Amarcord – Tornerà il 1990, le notti magiche dietro a un pallone

Momento surreale, con quella sensazione di vivere come dentro una bolla di sapone nella quale però non ti senti comunque al sicuro da ciò che ti circonda. Conteggi di contagi, numeri spietati che sembrano un bollettino di guerra, e pensi e speri che sia solo un brutto sogno. Viene voglia di pensare ad un futuro migliore, ma nel frattempo nel calore del focolare domestico è normale anche fare un tuffo nel passato, per rivivere ciò che è stato e che ha appassionato i nostri cuori.
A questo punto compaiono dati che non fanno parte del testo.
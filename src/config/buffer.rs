use serde::Deserialize;
use serde::Serialize;

use crate::constants::DEFAULT_BUFFER_CAPACITY;
use crate::Error;
use crate::OverflowPolicy;
use crate::Result;

#[derive(Debug, Serialize, Deserialize, Clone)]
pub struct BufferConfig {
    /// `true` discards the oldest queued item when full,
    /// `false` makes producers wait for free space.
    #[serde(default = "default_overflow")]
    pub overflow: bool,

    /// Maximum number of queued change items
    #[serde(default = "default_capacity")]
    pub capacity: usize,
}

impl Default for BufferConfig {
    fn default() -> Self {
        Self {
            overflow: default_overflow(),
            capacity: default_capacity(),
        }
    }
}

impl BufferConfig {
    pub fn validate(&self) -> Result<()> {
        if self.capacity == 0 {
            return Err(Error::InvalidConfig("buffer.capacity must be greater than 0".into()));
        }
        Ok(())
    }

    pub fn policy(&self) -> OverflowPolicy {
        OverflowPolicy::from_overflow_flag(self.overflow)
    }
}

fn default_overflow() -> bool {
    true
}
fn default_capacity() -> usize {
    DEFAULT_BUFFER_CAPACITY
}
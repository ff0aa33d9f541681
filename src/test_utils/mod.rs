//! Shared helpers for the crate's unit tests: fixture builders, a recording
//! mock transport and an in-process gRPC ingest server.
mod common;
mod mock_ingest;

pub use common::*;
pub use mock_ingest::*;
//! Protocol Buffer definitions and generated code for the ingest service.
//!
//! Generated by [`tonic-build`] from `proto/ingest.proto` at build time.

pub mod ingest {
    tonic::include_proto!("ingest");
}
30 anni esatti sono trascorsi da quel 1990 che ci avrebbe proiettato verso una kermesse magica fatta di notti magiche come quelle del Mondiale che si giocava in casa nostra, nella nostra Italia oggi così ferita per la quale lottiamo e nella quale tutti ci stiamo identificando. E’ il nostro Mondiale, dopo una stagione che si conclude con uno storico tris europeo tutto tricolore. Il Milan del trio olandese (ri)vince la Coppa dei Campioni che ancora si chiamava Coppa dei Campioni, la Sampdoria di Vialli e Mancini vince la Coppa delle Coppe che da tempo non esiste più, la Juventus guidata da Dino Zoff e in attacco dal futuro protagonista delle notti magiche Totò Schillaci vince la Coppa UEFA che ancora si chiamava Coppa UEFA battendo in una doppia finale tutta nostrana l’ultima Fiorentina di Baggio e della “foca monaca” Nappi (rivedere il numero in semifinale contro il Werder Brema sul neutro di Perugia).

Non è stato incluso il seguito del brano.